Daniela Löffner hat sich in ihrer Fassung fast keine Extravaganzen erlaubt. Leider. Sie reiht die Hauptstationen des Buches aneinander. Die Wundpunkte, die bei der ersten Veröffentlichung 1974 zu politischen Streichungen führten, sind ebenso fast alle versammelt: Selbstmord, Stalinismus, Vergewaltigung in der Neubau-Siedlung, in der recht eigentlich der neue sozialistische Mensch erscheinen sollte. Bloß zeigt sich, dass alles was im Buch spannend klingt und atemlos, reich bebildert, poetisch, kitschig oder scharf, auf der Bühne, wenn es an der Rampe aufgesagt wird, dauert. Lange dauert. Löffner lässt erzählen und aus der Erzählung ins Dialogische springen und bei Bedarf wieder zurück.
Erzählen mit Bildern
Zu würdigen steht das Videobild. Immer wieder greifen die Schauspieler*innen zur Kamera oder hebt und senkt sie sich an der mittleren Traverse. Die Großaufnahmen von Händen, Gesichtern, delikaten Posen mit Zigarette (geraucht wird, als gelte es den Zigarettenkonsum der ebenfalls in den sechziger Jahren spielenden Serie "Mad Men" zu toppen), erscheinen ausgebleicht, sepiafarben, kostbar cadriert auf der großen Papierrolle, die den Hinter- und Untergrund der Spielfläche bildet (Bühne: Wolfgang Menardi). Die Videobilder sind die eigentlich kunstvolle Erzählebene im ersten Teil und es ist, als versuchte die Inszenierung die ikonischen Fotografien der Brigitte Reimann nachzuempfinden.
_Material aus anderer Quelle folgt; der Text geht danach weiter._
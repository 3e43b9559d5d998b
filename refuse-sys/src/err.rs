/*
 * Refuse
 * Copyright (C) 2020 Andrew Moffat
 *
 * This program is free software: you can redistribute it and/or modify
 * it under the terms of the GNU Affero General Public License as published by
 * the Free Software Foundation, either version 3 of the License, or
 * (at your option) any later version.
 *
 * This program is distributed in the hope that it will be useful,
 * but WITHOUT ANY WARRANTY; without even the implied warranty of
 * MERCHANTABILITY or FITNESS FOR A PARTICULAR PURPOSE.  See the
 * GNU Affero General Public License for more details.
 *
 * You should have received a copy of the GNU Affero General Public License
 * along with this program.  If not, see <http://www.gnu.org/licenses/>.
 */

use std::ffi::NulError;

/// The host (or a requested target) has no layout table.
#[derive(Debug, Clone, PartialEq, Eq)]
pub struct UnsupportedPlatform {
    pub os: String,
    pub arch: String,
}

impl std::error::Error for UnsupportedPlatform {}

impl std::fmt::Display for UnsupportedPlatform {
    fn fmt(&self, f: &mut std::fmt::Formatter<'_>) -> std::fmt::Result {
        write!(f, "Unsupported platform {}/{}", self.os, self.arch)
    }
}

#[derive(Debug, Clone)]
pub enum LibraryError {
    /// None of the candidate paths could be opened
    NotFound {
        candidates: Vec<String>,
        reason: String,
    },
    MissingSymbol {
        library: String,
        symbol: &'static str,
    },
    /// The requested type can't hold a symbol address
    SymbolSize {
        symbol: &'static str,
        size: usize,
    },
    BadPath(String),
    Unsupported(UnsupportedPlatform),
}

impl From<NulError> for LibraryError {
    fn from(e: NulError) -> Self {
        LibraryError::BadPath(e.to_string())
    }
}

impl From<UnsupportedPlatform> for LibraryError {
    fn from(e: UnsupportedPlatform) -> Self {
        LibraryError::Unsupported(e)
    }
}

impl std::error::Error for LibraryError {
    fn source(&self) -> Option<&(dyn std::error::Error + 'static)> {
        match self {
            LibraryError::Unsupported(e) => Some(e),
            _ => None,
        }
    }
}

impl std::fmt::Display for LibraryError {
    fn fmt(&self, f: &mut std::fmt::Formatter<'_>) -> std::fmt::Result {
        match self {
            LibraryError::NotFound { candidates, reason } => write!(
                f,
                "Unable to find libfuse (tried {}): {}",
                candidates.join(", "),
                reason
            ),
            LibraryError::MissingSymbol { library, symbol } => {
                write!(f, "{} does not export {}", library, symbol)
            }
            LibraryError::SymbolSize { symbol, size } => write!(
                f,
                "Can't bind {} as a {} byte value, it is pointer sized",
                symbol, size
            ),
            LibraryError::BadPath(e) => write!(f, "Bad library path: {}", e),
            LibraryError::Unsupported(e) => write!(f, "{}", e),
        }
    }
}
/*
 * Refuse
 * Copyright (C) 2020 Andrew Moffat
 *
 * This program is free software: you can redistribute it and/or modify
 * it under the terms of the GNU Affero General Public License as published by
 * the Free Software Foundation, either version 3 of the License, or
 * (at your option) any later version.
 *
 * This program is distributed in the hope that it will be useful,
 * but WITHOUT ANY WARRANTY; without even the implied warranty of
 * MERCHANTABILITY or FITNESS FOR A PARTICULAR PURPOSE.  See the
 * GNU Affero General Public License for more details.
 *
 * You should have received a copy of the GNU Affero General Public License
 * along with this program.  If not, see <http://www.gnu.org/licenses/>.
 */

use crate::err::{FuseError, FuseResult};
use libc::c_char;
use nix::errno::Errno;
use serde::{Deserialize, Serialize};
use std::ffi::CStr;
use std::str::FromStr;

/// How path and name bytes from the kernel are turned into text, and back.
#[derive(Debug, Clone, Copy, PartialEq, Eq, Serialize, Deserialize)]
pub enum Encoding {
    #[serde(rename = "utf-8", alias = "utf8")]
    Utf8,
    #[serde(rename = "latin-1", alias = "latin1", alias = "iso-8859-1")]
    Latin1,
}

impl Default for Encoding {
    fn default() -> Self {
        Encoding::Utf8
    }
}

impl FromStr for Encoding {
    type Err = String;

    fn from_str(s: &str) -> Result<Self, Self::Err> {
        match s.to_lowercase().as_str() {
            "utf-8" | "utf8" => Ok(Encoding::Utf8),
            "latin-1" | "latin1" | "iso-8859-1" => Ok(Encoding::Latin1),
            other => Err(format!("Unknown encoding {}", other)),
        }
    }
}

impl Encoding {
    /// Bytes that aren't valid in this encoding fail with `EILSEQ`.
    pub fn decode(self, bytes: &[u8]) -> FuseResult<String> {
        match self {
            Encoding::Utf8 => String::from_utf8(bytes.to_vec())
                .map_err(|e| FuseError::with_source(Errno::EILSEQ, e)),
            Encoding::Latin1 => Ok(bytes.iter().map(|b| *b as char).collect()),
        }
    }

    pub fn encode(self, text: &str) -> FuseResult<Vec<u8>> {
        match self {
            Encoding::Utf8 => Ok(text.as_bytes().to_vec()),
            Encoding::Latin1 => text
                .chars()
                .map(|c| {
                    if (c as u32) < 256 {
                        Ok(c as u8)
                    } else {
                        Err(Errno::EILSEQ.into())
                    }
                })
                .collect(),
        }
    }

    /// Decodes a NUL terminated string from the native layer.  A null pointer
    /// is a path-less call and decodes to `None`.
    ///
    /// # Safety
    /// `ptr` must be null or point at a NUL terminated string that outlives
    /// the call.
    pub unsafe fn decode_ptr(self, ptr: *const c_char) -> FuseResult<Option<String>> {
        if ptr.is_null() {
            return Ok(None);
        }
        self.decode(CStr::from_ptr(ptr).to_bytes()).map(Some)
    }
}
Vor der Pause spielt Kathleen Morgeneyer die Titelheldin, die aus dem Büro des Meisterarchitekten Reger in den Städtebau nach (Halle-)Neustadt wechselt, als eine mädchenhafte, leicht quengelige Franziska, die einen Haarfimmel kultiviert (Haare binden, Haare öffnen, Haare werfen, durchs Haar fahren – meine Güte). Marcel Kohler gibt Bruder Wilhelm latent gereizt und abgenervt, die restlichen Figuren sind Karikaturen. Der erste Teil mit seinem Theatertheatergetöne und der quälend ausgespielten Vergewaltigung Franziskas durch ihren Ehemann (Elias Arens) lässt Schlimmes befürchten für nach dem Pausenwein. Dabei ist die Geschichte von Kriegsende, Zerwürfnis mit den Eltern, zu frühe Heirat mit eingebautem Klassengegesatz, gar nicht mehr besonders DDR, sondern könnte in weiten Teilen genauso gut im Westen spielen (sieht man einmal von der Republikflucht von Vater und Mutter Linkerhand ab).
Die kluge Synthese
Nach der Pause gewinnt der Abend sichtbar an Fahrt und Selbstbewusstsein. Der Regisseurin sind spielerische Szenen-Lösungen eingefallen, Morgeneyer bekommt Boden unter die Füße und ihr Ton wird erwachsener und fester, Peter René Lüdicke lockert mit volksbühneskem Krähen als Stadtarchitekt Schafheutlin die beamtenselige Spielweise auf der Bühne etwas auf, vor allem aber zieht Maren Eggert als versoffene Sekretärin Gertrud, die Franziska verzweifelt liebt, die Szene mächtig an. Nun gibt es Gesang, Schlägerei, der Marmorengel auf dem Friedhof (Elke Petri) wird lebendig und spricht Sätze der Reimann, und plötzlich ertönt auch ein Soundscape (Matthias Erhard) für den Plattenbau mit Kindergeschrei, Bohrmaschinenlärm und Tschaikowski.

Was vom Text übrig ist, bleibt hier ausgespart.